### GIVEN INFORMATION ###
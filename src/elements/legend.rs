use std::str::FromStr;

use serde::{Deserialize, Serialize};

use crate::builder::error::BuilderError;
use crate::markup::constants::{LEGEND_CLASS, LEGEND_HEADING_CLASS, LEGEND_SIZE_CLASS_PREFIX};
use crate::markup::tag::Tag;

#[derive(Debug, Clone, Copy, PartialEq, Eq, Default)]
pub enum LegendSize {
    ExtraLarge,
    Large,
    #[default]
    Medium,
    Small,
}

impl LegendSize {
    pub fn as_str(self) -> &'static str {
        match self {
            LegendSize::ExtraLarge => "xl",
            LegendSize::Large => "l",
            LegendSize::Medium => "m",
            LegendSize::Small => "s",
        }
    }
}

impl FromStr for LegendSize {
    type Err = BuilderError;

    fn from_str(s: &str) -> Result<Self, Self::Err> {
        match s {
            "xl" => Ok(LegendSize::ExtraLarge),
            "l" => Ok(LegendSize::Large),
            "m" => Ok(LegendSize::Medium),
            "s" => Ok(LegendSize::Small),
            other => Err(BuilderError::InvalidLegendSize {
                value: other.to_string(),
            }),
        }
    }
}

#[derive(Debug, Clone, Copy, PartialEq, Eq, Default)]
pub enum LegendTag {
    #[default]
    H1,
    H2,
    H3,
    H4,
    H5,
    H6,
}

impl LegendTag {
    pub fn as_str(self) -> &'static str {
        match self {
            LegendTag::H1 => "h1",
            LegendTag::H2 => "h2",
            LegendTag::H3 => "h3",
            LegendTag::H4 => "h4",
            LegendTag::H5 => "h5",
            LegendTag::H6 => "h6",
        }
    }
}

impl FromStr for LegendTag {
    type Err = BuilderError;

    fn from_str(s: &str) -> Result<Self, Self::Err> {
        match s {
            "h1" => Ok(LegendTag::H1),
            "h2" => Ok(LegendTag::H2),
            "h3" => Ok(LegendTag::H3),
            "h4" => Ok(LegendTag::H4),
            "h5" => Ok(LegendTag::H5),
            "h6" => Ok(LegendTag::H6),
            other => Err(BuilderError::InvalidLegendTag {
                value: other.to_string(),
            }),
        }
    }
}

#[derive(Debug, Clone, Default, PartialEq, Eq, Serialize, Deserialize)]
pub struct LegendOptions {
    #[serde(default, skip_serializing_if = "Option::is_none")]
    pub text: Option<String>,

    #[serde(default, skip_serializing_if = "Option::is_none")]
    pub size: Option<String>,

    #[serde(default, skip_serializing_if = "Option::is_none")]
    pub tag: Option<String>,
}

impl LegendOptions {
    pub fn with_text(mut self, text: &str) -> Self {
        self.text = Some(text.to_string());
        self
    }

    pub fn with_size(mut self, size: &str) -> Self {
        self.size = Some(size.to_string());
        self
    }

    pub fn with_tag(mut self, tag: &str) -> Self {
        self.tag = Some(tag.to_string());
        self
    }
}

/// Compose a fieldset legend. Keywords are validated even when there is no text,
/// so a misconfigured fieldset fails the same way with or without a legend.
pub fn compose_legend(options: &LegendOptions) -> Result<Option<String>, BuilderError> {
    let size = options
        .size
        .as_deref()
        .map(LegendSize::from_str)
        .transpose()?
        .unwrap_or_default();
    let tag = options
        .tag
        .as_deref()
        .map(LegendTag::from_str)
        .transpose()?
        .unwrap_or_default();

    let Some(text) = options.text.as_deref().filter(|t| !t.is_empty()) else {
        return Ok(None);
    };

    let heading = Tag::new(tag.as_str())
        .classes([LEGEND_HEADING_CLASS])
        .text(text)
        .render();

    let size_class = format!("{}{}", LEGEND_SIZE_CLASS_PREFIX, size.as_str());
    let legend = Tag::new("legend")
        .classes([LEGEND_CLASS, size_class.as_str()])
        .html(&heading)
        .render();

    Ok(Some(legend))
}
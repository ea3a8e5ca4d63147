use std::collections::BTreeMap;

use serde::{Deserialize, Serialize};

use crate::builder::choices::ChoiceOption;
use crate::elements::label::LabelOptions;
use crate::elements::legend::LegendOptions;

/// A form described in YAML: the bound object, its current values and
/// errors, and the controls to render in order.
#[derive(Debug, Clone, Serialize, Deserialize, PartialEq)]
pub struct FormDefinition {
    /// Name of the bound object, e.g. `person`
    pub object_name: String,

    /// Current values per attribute
    #[serde(default, skip_serializing_if = "BTreeMap::is_empty")]
    pub values: BTreeMap<String, Vec<String>>,

    /// Error messages per attribute
    #[serde(default, skip_serializing_if = "BTreeMap::is_empty")]
    pub errors: BTreeMap<String, Vec<String>>,

    /// Controls rendered top to bottom
    pub fields: Vec<FieldDefinition>,
}

/// A single control.
#[derive(Debug, Clone, Serialize, Deserialize, PartialEq)]
#[serde(tag = "type", rename_all = "snake_case")]
pub enum FieldDefinition {
    TextField {
        attribute: String,
        #[serde(default)]
        label: LabelOptions,
        #[serde(default)]
        hint: Option<String>,
    },

    CheckBox {
        attribute: String,
        value: String,
        #[serde(default)]
        label: LabelOptions,
        #[serde(default)]
        hint: Option<String>,
        /// Controls revealed when the box is ticked
        #[serde(default, skip_serializing_if = "Vec::is_empty")]
        conditional: Vec<FieldDefinition>,
    },

    RadioButton {
        attribute: String,
        value: String,
        #[serde(default)]
        label: LabelOptions,
        #[serde(default)]
        hint: Option<String>,
        #[serde(default, skip_serializing_if = "Vec::is_empty")]
        conditional: Vec<FieldDefinition>,
    },

    CollectionCheckBoxes {
        attribute: String,
        #[serde(default)]
        legend: LegendOptions,
        #[serde(default)]
        hint: Option<String>,
        options: Vec<ChoiceOption>,
    },

    CollectionRadioButtons {
        attribute: String,
        #[serde(default)]
        legend: LegendOptions,
        #[serde(default)]
        hint: Option<String>,
        options: Vec<ChoiceOption>,
    },

    /// Hand-built check boxes; `items` omitted is a usage error
    CheckBoxesFieldset {
        attribute: String,
        #[serde(default)]
        legend: LegendOptions,
        #[serde(default)]
        hint: Option<String>,
        #[serde(default)]
        items: Option<Vec<ChoiceDefinition>>,
    },

    RadioButtonsFieldset {
        attribute: String,
        #[serde(default)]
        legend: LegendOptions,
        #[serde(default)]
        hint: Option<String>,
        #[serde(default)]
        items: Option<Vec<ChoiceDefinition>>,
    },
}

/// One hand-built item inside a fieldset.
#[derive(Debug, Clone, Serialize, Deserialize, PartialEq)]
pub struct ChoiceDefinition {
    pub value: String,

    #[serde(default)]
    pub label: LabelOptions,

    #[serde(default)]
    pub hint: Option<String>,

    #[serde(default, skip_serializing_if = "Vec::is_empty")]
    pub conditional: Vec<FieldDefinition>,
}
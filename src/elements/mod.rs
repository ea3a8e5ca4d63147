pub mod conditional;
pub mod describedby;
pub mod error_message;
pub mod hint;
pub mod label;
pub mod legend;
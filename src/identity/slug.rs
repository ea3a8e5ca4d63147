/// Lower-case `raw`, collapsing every run of non-alphanumeric characters into a
/// single hyphen. Leading and trailing separators are dropped.
///
/// `"Project X"` becomes `"project-x"`, `"person[address]"` becomes `"person-address"`.
pub fn slugify(raw: &str) -> String {
    let mut slug = String::with_capacity(raw.len());
    let mut pending_separator = false;

    for c in raw.chars() {
        if c.is_alphanumeric() {
            if pending_separator && !slug.is_empty() {
                slug.push('-');
            }
            pending_separator = false;
            slug.extend(c.to_lowercase());
        } else {
            pending_separator = true;
        }
    }

    slug
}

/// Slug of several parts joined with hyphens. Empty parts are skipped.
pub fn slugify_parts<'a, I>(parts: I) -> String
where
    I: IntoIterator<Item = &'a str>,
{
    parts
        .into_iter()
        .map(slugify)
        .filter(|part| !part.is_empty())
        .collect::<Vec<_>>()
        .join("-")
}

/// First character upper-cased, the remainder lower-cased.
///
/// `"project_responsibilities"` becomes `"Project_responsibilities"`.
pub fn capitalize(raw: &str) -> String {
    let mut chars = raw.chars();
    match chars.next() {
        Some(first) => first
            .to_uppercase()
            .chain(chars.flat_map(char::to_lowercase))
            .collect(),
        None => String::new(),
    }
}
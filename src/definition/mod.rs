pub mod definition_model;
pub mod renderer;
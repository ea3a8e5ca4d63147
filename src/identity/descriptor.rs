use serde::Serialize;

use crate::identity::slug::{slugify, slugify_parts};
use crate::markup::constants::{CONDITIONAL_SUFFIX, ERROR_SUFFIX, HINT_SUFFIX};

/// Identifies a single rendered form element: the bound object, one of its
/// attributes and, for collection items, the choice value.
#[derive(Debug, Clone, PartialEq, Eq, Hash)]
pub struct AttributeDescriptor {
    pub object_name: String,
    pub attribute_name: String,
    pub value: Option<String>,
}

impl AttributeDescriptor {
    pub fn new(object_name: &str, attribute_name: &str) -> Self {
        Self {
            object_name: object_name.to_string(),
            attribute_name: attribute_name.to_string(),
            value: None,
        }
    }

    /// Descriptor of one item in a collection.
    pub fn with_value(mut self, value: &str) -> Self {
        self.value = Some(value.to_string());
        self
    }

    /// The same object/attribute pair without the item value.
    pub fn attribute_only(&self) -> Self {
        Self {
            object_name: self.object_name.clone(),
            attribute_name: self.attribute_name.clone(),
            value: None,
        }
    }

    /// Hyphen-joined slug of object, attribute and value.
    ///
    /// A value with no alphanumeric characters (`"?"`) would otherwise share the
    /// attribute's slug, so it is spelled out as hex code points instead.
    pub fn slug(&self) -> String {
        let base = slugify_parts([self.object_name.as_str(), self.attribute_name.as_str()]);
        match self.value.as_deref() {
            None => base,
            Some(value) => {
                let mut value_slug = slugify(value);
                if value_slug.is_empty() {
                    value_slug = code_point_slug(value);
                    tracing::warn!(
                        value,
                        slug = %value_slug,
                        "choice value has no alphanumeric characters"
                    );
                }
                slugify_parts([base.as_str(), value_slug.as_str()])
            }
        }
    }

    /// `object[attribute]`, or `object[attribute][]` for collection items.
    pub fn field_name(&self) -> String {
        match self.value {
            Some(_) => self.multiple_field_name(),
            None => format!("{}[{}]", self.object_name, self.attribute_name),
        }
    }

    /// `object[attribute][]`, the name every item of a multi-valued attribute shares.
    pub fn multiple_field_name(&self) -> String {
        format!("{}[{}][]", self.object_name, self.attribute_name)
    }
}

/// `"?!"` becomes `"3f-21"`, the empty string becomes `"blank"`.
fn code_point_slug(value: &str) -> String {
    if value.is_empty() {
        return "blank".to_string();
    }
    value
        .chars()
        .map(|c| format!("{:x}", u32::from(c)))
        .collect::<Vec<_>>()
        .join("-")
}

/// The `id` and `name` of an element, recomputed on every render.
#[derive(Debug, Clone, PartialEq, Eq, Serialize)]
pub struct ElementIdentity {
    pub id: String,
    pub name: String,
}

impl ElementIdentity {
    pub fn hint_id(&self) -> String {
        format!("{}{}", self.id, HINT_SUFFIX)
    }

    pub fn error_id(&self) -> String {
        format!("{}{}", self.id, ERROR_SUFFIX)
    }

    /// Id of the container revealed by this control.
    pub fn conditional_id(&self) -> String {
        format!("{}{}", self.id, CONDITIONAL_SUFFIX)
    }
}

/// Derive the element identity for a descriptor. Never fails.
pub fn derive(descriptor: &AttributeDescriptor) -> ElementIdentity {
    ElementIdentity {
        id: descriptor.slug(),
        name: descriptor.field_name(),
    }
}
###
• [WORK INSTRUCTIONS]: In the records above, find the lines holding "built". Copy each one.

• [RESPONSE]:
    /// Hand-built check boxes; `items` omitted is a usage error
/// One hand-built item inside a fieldset.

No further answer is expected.